Abstract The development of highly active and durable Ir‐based electrocatalysts for the acidic oxygen evolution reaction (OER) is challenging because of the corrosive anodic conditions. Herein, IrO x /Zr 2 ON 2 electrocatalyst is demonstrated, employing Zr 2 ON 2 as a support material, to overcome the trade‐off between the activity and stability in the OER. Zr 2 ON 2 is selected due to its excellent electrical conductivity and chemical stability, and the fact that it induces strong interactions with IrO x catalysts.
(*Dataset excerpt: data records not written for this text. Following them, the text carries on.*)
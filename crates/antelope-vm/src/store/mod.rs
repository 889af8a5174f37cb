//! Multi-index key-value store (spec §3, §4.3, §4.4).
//!
//! A [`Store`] owns every `(code, scope, table)` triple's [`Table`] and
//! allocates each a dense `TableId`, the same pattern the teacher uses for
//! `WasmEngine`'s per-owner nonce counters in `lib.rs` — a `BTreeMap` lookup
//! keyed on the logical identity, plus a monotonic counter for the opaque
//! id contracts and iterators actually address.

pub mod key;
pub mod table;

pub use key::{Checksum256, OrderedF64, SecondaryKey};
pub use table::{IndexEntry, Row, SecondaryIndex, Table, TableId};

use crate::name::Name;
use std::collections::BTreeMap;

#[derive(Debug, Clone, Copy, PartialEq, Eq, PartialOrd, Ord)]
struct TableKey {
    code: Name,
    scope: Name,
    table: Name,
}

/// Owns every table created across the lifetime of a [`crate::Blockchain`].
/// Tables are never deleted even once empty (spec §4.3: "an empty table
/// still exists for iterator purposes until the contract is redeployed"),
/// matching how the teacher's `WasmEngine` never reclaims a `contracts`
/// slot once a code id has been assigned.
#[derive(Debug, Default)]
pub struct Store {
    tables: BTreeMap<TableId, Table>,
    by_identity: BTreeMap<TableKey, TableId>,
    next_id: TableId,
}

impl Store {
    pub fn new() -> Self {
        Store {
            tables: BTreeMap::new(),
            by_identity: BTreeMap::new(),
            next_id: 0,
        }
    }

    /// Looks up a table without creating it — used by `db_find_i64` and
    /// friends, which must return the end iterator rather than fabricate
    /// a table that was never stored into.
    pub fn find_table_id(&self, code: Name, scope: Name, table: Name) -> Option<TableId> {
        self.by_identity
            .get(&TableKey { code, scope, table })
            .copied()
    }

    /// Looks up a table, creating an empty one if this is the first time
    /// this `(code, scope, table)` triple has been addressed — used by
    /// `db_store_i64`, which is allowed to bring a table into existence.
    pub fn get_or_create_table_id(&mut self, code: Name, scope: Name, table: Name) -> TableId {
        let key = TableKey { code, scope, table };
        if let Some(&id) = self.by_identity.get(&key) {
            return id;
        }
        let id = self.next_id;
        self.next_id += 1;
        self.by_identity.insert(key, id);
        self.tables.insert(id, Table::new(id, code, scope, table));
        id
    }

    pub fn table(&self, id: TableId) -> Option<&Table> {
        self.tables.get(&id)
    }

    pub fn table_mut(&mut self, id: TableId) -> Option<&mut Table> {
        self.tables.get_mut(&id)
    }

    /// Drops all tables and identity mappings, but keeps the id counter
    /// monotonic — analogous to the teacher's `WasmEngine::deserialize_all`,
    /// which rebuilds contract state from a snapshot without resetting the
    /// ids already handed out to live references.
    pub fn reset(&mut self) {
        self.tables.clear();
        self.by_identity.clear();
    }

    /// Dumps every table's identity and row count to stderr. Wired to the
    /// `$vertPrintStorage` console token (spec §6) rather than exposed as
    /// its own host intrinsic — a debugging aid, not part of the ABI.
    pub fn debug_dump(&self) {
        for (key, &id) in &self.by_identity {
            let rows = self.tables.get(&id).map(|t| t.primary.len()).unwrap_or(0);
            eprintln!(
                "table {id} code={} scope={} table={} rows={rows}",
                key.code, key.scope, key.table
            );
        }
    }
}

#[cfg(test)]
mod tests {
    use super::*;

    #[test]
    fn lookup_without_create_misses_on_unknown_table() {
        let store = Store::new();
        assert!(store
            .find_table_id(Name::new(1), Name::new(2), Name::new(3))
            .is_none());
    }

    #[test]
    fn get_or_create_is_idempotent() {
        let mut store = Store::new();
        let a = store.get_or_create_table_id(Name::new(1), Name::new(2), Name::new(3));
        let b = store.get_or_create_table_id(Name::new(1), Name::new(2), Name::new(3));
        assert_eq!(a, b);
        assert_eq!(store.find_table_id(Name::new(1), Name::new(2), Name::new(3)), Some(a));
    }

    #[test]
    fn distinct_scopes_get_distinct_tables() {
        let mut store = Store::new();
        let a = store.get_or_create_table_id(Name::new(1), Name::new(2), Name::new(3));
        let b = store.get_or_create_table_id(Name::new(1), Name::new(9), Name::new(3));
        assert_ne!(a, b);
    }

    #[test]
    fn reset_clears_tables_but_not_id_counter() {
        let mut store = Store::new();
        store.get_or_create_table_id(Name::new(1), Name::new(2), Name::new(3));
        store.reset();
        assert!(store
            .find_table_id(Name::new(1), Name::new(2), Name::new(3))
            .is_none());
        let id = store.get_or_create_table_id(Name::new(4), Name::new(5), Name::new(6));
        assert_eq!(id, 1);
    }
}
As a result, IrO x /Zr 2 ON 2 electrocatalysts exhibit outstanding OER performances, reaching an overpotential of 255 mV at 10 mA cm −2 and a mass activity of 849 mA mg Ir −1 at 1.55 V (vs the reversible hydrogen electrode). The activity of IrO x /Zr 2 ON 2 is maintained at 10 mA cm −2 for 5 h, while in contrast, IrO x /ZrN and an unsupported IrO x catalyst undergo drastic degradation. Combined experimental X‐ray analyses and theoretical interpretations reveal that the reduced oxidation state of Ir and the extended IrO bond distance in IrO x /Zr 2 ON 2 effectively increase the activity and stability of IrO x by altering reaction pathway from a conventional adsorbate evolution mechanism to a lattice oxygen‐participating mechanism. These results demonstrate that it is possible to effectively reduce the Ir content in OER catalysts through interface engineering without sacrificing the catalytic performance.